Wales’ biggest ever health infrastructure project, the £350m Grange University Hospital, was planned from the start for rapid delivery, using offsite methods and a collaborative approach – but then covid-19 struck and the client needed beds available even faster. How did the project team do it?
Back in March when the coronavirus pandemic was just beginning to grip the UK, concerns around hospital capacity were emerging across the nation. In south-east Wales the need was immediate: for the Aneurin Bevan University Health Board, whose area then accounted for more than half of Wales’ confirmed covid-19 cases, it was imperative to increase the number of available beds. The region was already home to Wales’ biggest ever health infrastructure project, the £350m Grange University Hospital near Cwmbran, but that was not due to open for another 12 months.
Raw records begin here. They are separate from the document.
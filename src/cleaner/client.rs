use crate::cleaner::{
    CasError, Result,
    store::TaskStore,
    types::{RemoteTask, TaskQueryResult, TaskStatus, VideoType},
};
use async_trait::async_trait;
use regex::Regex;
use reqwest::{Client, RequestBuilder, Response, StatusCode, Url};
use serde::Deserialize;
use serde::de::DeserializeOwned;
use std::sync::LazyLock;
use std::time::Duration;
use tracing::{debug, error, info, warn};

const API_KEY_HEADER: &str = "x-api-key";
const PAGE_SIZE: u32 = 100;
const REQUEST_TIMEOUT: Duration = Duration::from_secs(10);
const PAGE_DELAY: Duration = Duration::from_millis(500);

/// Parenthesised groups (ASCII or full-width) and whitespace
static SEARCH_NOISE: LazyLock<Regex> =
    LazyLock::new(|| Regex::new(r"\(.*?\)|（.*?）|\s").expect("valid search noise regex"));

/// Strip parenthesised groups and whitespace so CAS fuzzy search matches resource names
#[must_use]
pub fn clean_search_title(title: &str) -> String {
    SEARCH_NOISE.replace_all(title, "").into_owned()
}

/// Ensure the host has a scheme and ends with a slash
#[must_use]
pub fn normalize_host(host: &str) -> String {
    let host = host.trim();
    if host.is_empty() {
        return String::new();
    }

    let mut normalized = if host.starts_with("http") {
        host.to_string()
    } else {
        format!("http://{host}")
    };
    if !normalized.ends_with('/') {
        normalized.push('/');
    }
    normalized
}

fn truncate(text: &str, max_chars: usize) -> String {
    text.chars().take(max_chars).collect()
}

/// Retry policy for transport failures
#[derive(Debug, Clone, Copy)]
pub struct RetryPolicy {
    /// Total attempts, including the first one
    pub max_attempts: u32,
    /// Fixed wait between attempts
    pub backoff: Duration,
}

impl Default for RetryPolicy {
    fn default() -> Self {
        Self {
            max_attempts: 3,
            backoff: Duration::from_secs(2),
        }
    }
}

/// One page of the task list endpoint
#[derive(Debug, Default, Deserialize)]
struct TaskPage {
    #[serde(default)]
    tasks: Vec<RawTask>,
    #[serde(default)]
    pagination: Option<Pagination>,
}

#[derive(Debug, Deserialize)]
#[serde(rename_all = "camelCase")]
struct Pagination {
    #[serde(default = "default_total_pages")]
    total_pages: u32,
}

const fn default_total_pages() -> u32 {
    1
}

#[derive(Debug, Deserialize)]
#[serde(rename_all = "camelCase")]
struct RawTask {
    #[serde(default)]
    id: Option<serde_json::Value>,
    #[serde(default)]
    status: Option<String>,
    #[serde(default)]
    resource_name: Option<String>,
    #[serde(default)]
    current_episodes: Option<i64>,
    #[serde(default)]
    total_episodes: Option<i64>,
    #[serde(default)]
    video_type: Option<String>,
}

impl RawTask {
    fn id(&self) -> Option<String> {
        match self.id.as_ref()? {
            serde_json::Value::String(s) if !s.is_empty() => Some(s.clone()),
            serde_json::Value::Number(n) => Some(n.to_string()),
            _ => None,
        }
    }

    fn into_task(self) -> Option<RemoteTask> {
        let id = self.id()?;
        let status = self
            .status
            .as_deref()
            .map_or(TaskStatus::Unknown, TaskStatus::parse);
        let video_type = self
            .video_type
            .as_deref()
            .map_or(VideoType::Unknown, VideoType::parse);

        Some(
            RemoteTask::new(id, status)
                .with_name(self.resource_name.unwrap_or_else(|| "Unknown".to_string()))
                .with_episodes(
                    self.current_episodes.unwrap_or(0),
                    self.total_episodes.unwrap_or(0),
                )
                .with_video_type(video_type),
        )
    }
}

/// HTTP client for the Cloud Auto Save task API
#[derive(Clone)]
pub struct CasClient {
    client: Client,
    host: String,
    api_key: String,
    retry: RetryPolicy,
    page_delay: Duration,
}

impl CasClient {
    /// Create a new client. `host` is normalized to `http(s)://host:port/`.
    pub fn new(host: &str, api_key: impl Into<String>) -> Result<Self> {
        let host = normalize_host(host);
        if host.is_empty() {
            return Err(CasError::Config("CAS host is empty".to_string()));
        }

        let client = Client::builder()
            .user_agent(concat!("cas-task-cleaner/", env!("CARGO_PKG_VERSION")))
            .timeout(REQUEST_TIMEOUT)
            .build()?;

        Ok(Self {
            client,
            host,
            api_key: api_key.into(),
            retry: RetryPolicy::default(),
            page_delay: PAGE_DELAY,
        })
    }

    /// Builder pattern: set retry policy
    #[must_use]
    pub const fn with_retry(mut self, retry: RetryPolicy) -> Self {
        self.retry = retry;
        self
    }

    /// Builder pattern: set delay between task pages
    #[must_use]
    pub const fn with_page_delay(mut self, delay: Duration) -> Self {
        self.page_delay = delay;
        self
    }

    /// Normalized base URL
    #[must_use]
    pub fn host(&self) -> &str {
        &self.host
    }

    /// Build full URL from endpoint
    #[must_use]
    pub fn url(&self, endpoint: &str) -> String {
        format!("{}{}", self.host, endpoint)
    }

    /// URL of a single task, with `id` escaped as one path segment
    fn task_url(&self, id: &str) -> Result<String> {
        let mut url = Url::parse(&self.url("api/tasks"))
            .map_err(|e| CasError::Config(format!("Invalid CAS host {}: {e}", self.host)))?;
        url.path_segments_mut()
            .map_err(|()| CasError::Config(format!("CAS host {} cannot be a base", self.host)))?
            .push(id);
        Ok(url.into())
    }

    /// Check that the CAS instance is reachable and accepts the API key
    pub async fn test_connection(&self) -> Result<()> {
        info!("Testing CAS connection at {}", self.host);
        let url = self.url("api/tasks");
        let response = self
            .send_with_retry("GET", &url, || {
                self.client
                    .get(&url)
                    .header(API_KEY_HEADER, &self.api_key)
                    .query(&[("page", 1), ("pageSize", 1)])
            })
            .await?;

        if response.status() == StatusCode::OK {
            info!("CAS connection succeeded");
            return Ok(());
        }

        let status = response.status().as_u16();
        let message = truncate(&response.text().await.unwrap_or_default(), 500);
        error!("CAS connection failed with status {}: {}", status, message);
        Err(CasError::Api { status, message })
    }

    /// Send a request, retrying transport failures with a fixed backoff
    async fn send_with_retry<F>(&self, method: &str, url: &str, build: F) -> Result<Response>
    where
        F: Fn() -> RequestBuilder,
    {
        let max_attempts = self.retry.max_attempts.max(1);
        let mut attempt = 1;

        loop {
            match build().send().await {
                Ok(response) => {
                    debug!(
                        "Request succeeded: {} {} (attempt {}/{})",
                        method, url, attempt, max_attempts
                    );
                    return Ok(response);
                }
                Err(e) => {
                    warn!(
                        "Request failed: {} {} (attempt {}/{}): {}",
                        method, url, attempt, max_attempts, e
                    );

                    if attempt >= max_attempts {
                        error!("All request attempts failed: {} {}", method, url);
                        return Err(CasError::Network(e));
                    }

                    tokio::time::sleep(self.retry.backoff).await;
                    attempt += 1;
                }
            }
        }
    }

    /// Fetch one page of tasks matching `search`
    async fn get_tasks_page(&self, search: &str, page: u32) -> Result<TaskPage> {
        let url = self.url("api/tasks");
        let page_str = page.to_string();
        let page_size = PAGE_SIZE.to_string();
        let params = [
            ("status", "all"),
            ("search", search),
            ("type", "normal"),
            ("group", "all"),
            ("accountId", "all"),
            ("page", page_str.as_str()),
            ("pageSize", page_size.as_str()),
        ];

        let response = self
            .send_with_retry("GET", &url, || {
                self.client
                    .get(&url)
                    .header(API_KEY_HEADER, &self.api_key)
                    .query(&params)
            })
            .await?;

        Self::handle_response(response).await
    }

    /// Accept both `{success, data: {...}}` and bare `{tasks, pagination}` bodies
    async fn handle_response<T: DeserializeOwned + Default>(response: Response) -> Result<T> {
        let status = response.status();

        if status != StatusCode::OK {
            let message = truncate(&response.text().await.unwrap_or_default(), 500);
            error!("CAS task request failed with status {}: {}", status, message);
            return Err(CasError::Api {
                status: status.as_u16(),
                message,
            });
        }

        let text = response.text().await?;
        let body: serde_json::Value = serde_json::from_str(&text).map_err(|e| {
            error!("Failed to parse CAS response: {} ({})", e, truncate(&text, 500));
            CasError::Parse(format!("JSON parse error: {e}"))
        })?;

        let wrapped = body
            .get("success")
            .and_then(serde_json::Value::as_bool)
            .unwrap_or(false);
        let payload = match body {
            serde_json::Value::Object(mut map) if wrapped && map.contains_key("data") => {
                map.remove("data").unwrap_or_default()
            }
            other => other,
        };

        if payload.is_null() {
            return Ok(T::default());
        }

        serde_json::from_value(payload)
            .map_err(|e| CasError::Parse(format!("Unexpected task list shape: {e}")))
    }
}

#[async_trait]
impl TaskStore for CasClient {
    async fn fetch_tasks_by_title(&self, title: &str) -> Result<TaskQueryResult> {
        let search = clean_search_title(title);
        info!("Searching CAS tasks with keyword '{}'", search);

        let mut result = TaskQueryResult::new();
        let mut page = 1;
        let mut total_pages = 1;

        while page <= total_pages {
            if page > 1 {
                tokio::time::sleep(self.page_delay).await;
            }

            debug!("Requesting task page {}/{}", page, total_pages);
            let body: TaskPage = self.get_tasks_page(&search, page).await?;

            total_pages = body.pagination.map_or(1, |p| p.total_pages);

            if body.tasks.is_empty() {
                debug!("Task page {} is empty", page);
                break;
            }

            for raw in body.tasks {
                let Some(task) = raw.into_task() else {
                    warn!("Task entry without id, skipping");
                    continue;
                };

                debug!(
                    "Found task: id={}, name={}, type={}, status={}, progress={}/{}",
                    task.id,
                    task.resource_name,
                    task.video_type,
                    task.status.label(),
                    task.current_episodes,
                    task.total_episodes
                );

                let id = task.id.clone();
                if !result.push(task) {
                    debug!("Task {} already seen on an earlier page", id);
                }
            }

            page += 1;
        }

        Ok(result)
    }

    async fn delete_task(&self, id: &str) -> bool {
        if id.is_empty() {
            error!("Cannot delete task: missing id");
            return false;
        }

        let url = match self.task_url(id) {
            Ok(url) => url,
            Err(e) => {
                error!("Cannot delete task {}: {}", id, e);
                return false;
            }
        };
        debug!("Deleting task {}", id);

        let response = match self
            .send_with_retry("DELETE", &url, || {
                self.client.delete(&url).header(API_KEY_HEADER, &self.api_key)
            })
            .await
        {
            Ok(response) => response,
            Err(e) => {
                error!("Failed to delete task {}: {}", id, e);
                return false;
            }
        };

        let status = response.status();
        if status == StatusCode::OK {
            debug!("Deleted task {}", id);
            return true;
        }

        let text = response.text().await.unwrap_or_default();
        let detail = serde_json::from_str::<serde_json::Value>(&text)
            .ok()
            .and_then(|v| v.get("message")?.as_str().map(str::to_string))
            .unwrap_or_else(|| truncate(&text, 200));

        error!(
            "Failed to delete task {} (status {}): {}",
            id,
            status.as_u16(),
            detail
        );
        false
    }
}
As March drew to a close the hospital project team, led by architect BDP, project and cost manager Gleeds and main contractor Laing O’Rourke, were approached by the health board to see if anything could be done to accelerate completion of the facility, which was being delivered using offsite and design for manufacture and assembly (DfMA).
They agreed to fast-track the build programme so that 350 new beds could be made available as soon as possible to coronavirus patients if required. On 27 April, just four weeks later, the health board took possession of 50% of the space within the hospital. This included most of the ward blocks and the ground floor of the diagnostic and treatment departments, as well as the pathology department, the pharmacy, FM services areas and the mortuary, as well as car parking zones and plant areas. NHS staff now have the ability to mobilise within three weeks to take patients at the new hospital if there is a second spike in covid infections.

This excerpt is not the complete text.